Late answer, but hopefully this will help someone else in the future.
Messages are getting stuck in B because by default AMQ doesn't allow messages to be sent back to a broker to which they have previously been delivered. In the normal case, this prevents messages from going in cycles around mesh-like network topologies without getting delivered, but in the failover case it results in messages stuck on one broker and unable to get to the broker where all the consumers are.
To allow messages to go back to a broker if the current broker is a dead-end because there are no consumers connected to it, you should use replayWhenNoConsumers=true to allow forwarding messages that got stuck on B back to A.

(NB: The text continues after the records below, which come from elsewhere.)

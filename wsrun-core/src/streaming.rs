//! Spawning a package script and streaming its output line by line.

use std::path::PathBuf;
use std::process::{ExitStatus, Stdio};
use std::time::Duration;

use tokio::io::{AsyncRead, AsyncReadExt};
use tokio::process::{Child, Command};
use tokio::sync::{mpsc, watch};
use tokio::task::JoinHandle;
use tokio::time::Instant;

use crate::config::RunnerKind;
use crate::error::{Error, Result};
use crate::output::{chunk_lines, OutputLine, OutputStream, Utf8Chunker};
use crate::runner::RunEvent;

const READ_BUF_SIZE: usize = 8 * 1024;

/// How long output is still collected after the child has exited.
pub const OUTPUT_DRAIN_GRACE: Duration = Duration::from_millis(250);

/// Everything needed to launch one script in one workspace.
#[derive(Debug, Clone)]
pub struct LaunchSpec {
    pub workspace: String,
    pub label: String,
    pub dir: PathBuf,
    pub runner: RunnerKind,
    pub script_name: String,
    /// The script body from the descriptor; only used by [`RunnerKind::Shell`].
    pub script_body: String,
    pub args: Vec<String>,
    pub force_color: String,
}

impl LaunchSpec {
    fn command(&self) -> Command {
        let mut cmd = match self.runner {
            RunnerKind::Shell => {
                let mut cmd = Command::new("sh");
                cmd.arg("-c").arg(self.shell_line());
                cmd
            }
            RunnerKind::Npm => {
                let mut cmd = Command::new("npm");
                cmd.arg("run").arg(&self.script_name);
                if !self.args.is_empty() {
                    cmd.arg("--").args(&self.args);
                }
                cmd
            }
            RunnerKind::Yarn | RunnerKind::Pnpm => {
                let mut cmd = Command::new(self.runner.as_str());
                cmd.arg("run").arg(&self.script_name).args(&self.args);
                cmd
            }
        };

        cmd.current_dir(&self.dir)
            .env("FORCE_COLOR", &self.force_color)
            .stdin(Stdio::null())
            .stdout(Stdio::piped())
            .stderr(Stdio::piped())
            .kill_on_drop(true);
        cmd
    }

    /// The script body with every argument appended single-quoted, the way
    /// package managers append arguments to a script.
    fn shell_line(&self) -> String {
        let mut line = self.script_body.clone();
        for arg in &self.args {
            line.push(' ');
            line.push('\'');
            line.push_str(&arg.replace('\'', "'\\''"));
            line.push('\'');
        }
        line
    }

    /// Human-readable form used in start announcements.
    pub fn display_command(&self) -> String {
        match self.runner {
            RunnerKind::Shell => format!("sh -c {}", self.script_body),
            runner => format!("{} run {}", runner.as_str(), self.script_name),
        }
    }
}

pub struct StreamingTask {
    child: Child,
    workspace: String,
    task_name: String,
    label: String,
}

/// A child that has exited, possibly with output still in flight.
pub struct ExitedTask {
    pub status: ExitStatus,
    pumps: OutputPumps,
}

impl ExitedTask {
    /// Waits up to `grace` for the remaining output, then stops reading.
    pub async fn drain(self, grace: Duration) {
        self.pumps.drain(grace).await
    }
}

impl StreamingTask {
    pub fn spawn(spec: &LaunchSpec) -> Result<Self> {
        let child = spec.command().spawn().map_err(|e| Error::TaskExecution {
            workspace: spec.workspace.clone(),
            task: spec.script_name.clone(),
            message: format!("Failed to spawn task: {}", e),
        })?;

        tracing::debug!(
            "spawned '{}' in {} (pid {:?})",
            spec.script_name,
            spec.dir.display(),
            child.id()
        );

        Ok(Self {
            child,
            workspace: spec.workspace.clone(),
            task_name: spec.script_name.clone(),
            label: spec.label.clone(),
        })
    }

    /// Forwards both output streams to `events` and resolves once the child
    /// exits, without waiting for the streams to close.
    ///
    /// If `done` flips to `true` (or its sender goes away) while the child is
    /// still alive, the child is killed.
    pub async fn wait_for_exit(
        mut self,
        events: mpsc::UnboundedSender<RunEvent>,
        done: watch::Receiver<bool>,
    ) -> Result<ExitedTask> {
        let stdout = self.child.stdout.take().ok_or_else(|| self.error("Failed to capture stdout"))?;
        let stderr = self.child.stderr.take().ok_or_else(|| self.error("Failed to capture stderr"))?;

        let pumps = OutputPumps {
            workspace: self.workspace.clone(),
            handles: vec![
                tokio::spawn(pump(stdout, OutputStream::Stdout, self.label.clone(), events.clone())),
                tokio::spawn(pump(stderr, OutputStream::Stderr, self.label.clone(), events)),
            ],
        };

        let status = tokio::select! {
            status = self.child.wait() => status,
            _ = settled(done) => {
                tracing::debug!("run settled with child still alive, terminating");
                let _ = self.child.start_kill();
                self.child.wait().await
            }
        };

        match status {
            Ok(status) => Ok(ExitedTask { status, pumps }),
            Err(e) => {
                pumps.abort();
                Err(self.error(&format!("Failed to wait for process: {}", e)))
            }
        }
    }

    /// [`StreamingTask::wait_for_exit`] followed by a bounded drain of the
    /// remaining output.
    pub async fn stream_output(
        self,
        events: mpsc::UnboundedSender<RunEvent>,
        done: watch::Receiver<bool>,
    ) -> Result<ExitStatus> {
        let exited = self.wait_for_exit(events, done).await?;
        let status = exited.status;
        exited.drain(OUTPUT_DRAIN_GRACE).await;
        Ok(status)
    }

    pub fn workspace(&self) -> &str {
        &self.workspace
    }

    pub fn task_name(&self) -> &str {
        &self.task_name
    }

    fn error(&self, message: &str) -> Error {
        Error::TaskExecution {
            workspace: self.workspace.clone(),
            task: self.task_name.clone(),
            message: message.to_string(),
        }
    }
}

/// Reader tasks for one child's stdout and stderr.
///
/// A background process started by the script can inherit the pipes and keep
/// them open long after the script itself has exited.
struct OutputPumps {
    workspace: String,
    handles: Vec<JoinHandle<std::io::Result<()>>>,
}

impl OutputPumps {
    async fn drain(self, grace: Duration) {
        let deadline = Instant::now() + grace;
        for mut handle in self.handles {
            let outcome = tokio::time::timeout_at(deadline, &mut handle).await;
            match outcome {
                Ok(Ok(Ok(()))) => {}
                Ok(Ok(Err(e))) => {
                    tracing::warn!("{}: output stream closed early: {}", self.workspace, e)
                }
                Ok(Err(e)) => tracing::warn!("{}: output reader failed: {}", self.workspace, e),
                Err(_) => {
                    tracing::debug!("{}: output still open after exit, detaching", self.workspace);
                    handle.abort();
                }
            }
        }
    }

    fn abort(self) {
        for handle in self.handles {
            handle.abort();
        }
    }
}

async fn settled(mut done: watch::Receiver<bool>) {
    let _ = done.wait_for(|finished| *finished).await;
}

async fn pump<R>(
    mut reader: R,
    stream: OutputStream,
    label: String,
    events: mpsc::UnboundedSender<RunEvent>,
) -> std::io::Result<()>
where
    R: AsyncRead + Unpin,
{
    let mut buf = vec![0u8; READ_BUF_SIZE];
    let mut chunker = Utf8Chunker::default();

    let emit = |text: &str| {
        for line in chunk_lines(text) {
            let _ = events.send(RunEvent::Line(OutputLine {
                label: label.clone(),
                line,
                stream,
            }));
        }
    };

    loop {
        let n = reader.read(&mut buf).await?;
        if n == 0 {
            break;
        }
        emit(&chunker.push(&buf[..n]));
    }

    if let Some(rest) = chunker.finish() {
        emit(&rest);
    }
    Ok(())
}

That configuration option, some settings you might want to use in conjunction with it, and some considerations when using it, are described in the "Stuck Messages (version 5.6)" section of http://activemq.apache.org/networks-of-brokers.html, http://tmielke.blogspot.de/2012/03/i-have-messages-on-queue-but-they-dont.html, and https://issues.apache.org/jira/browse/AMQ-4465. Be sure that you can live with the side effects of these changes (e.g. the potential for duplicate message delivery of other messages across your broker-to-broker network connections).
Can you give more information on the configuration of broker A and B, as well as what you are trying to achieve?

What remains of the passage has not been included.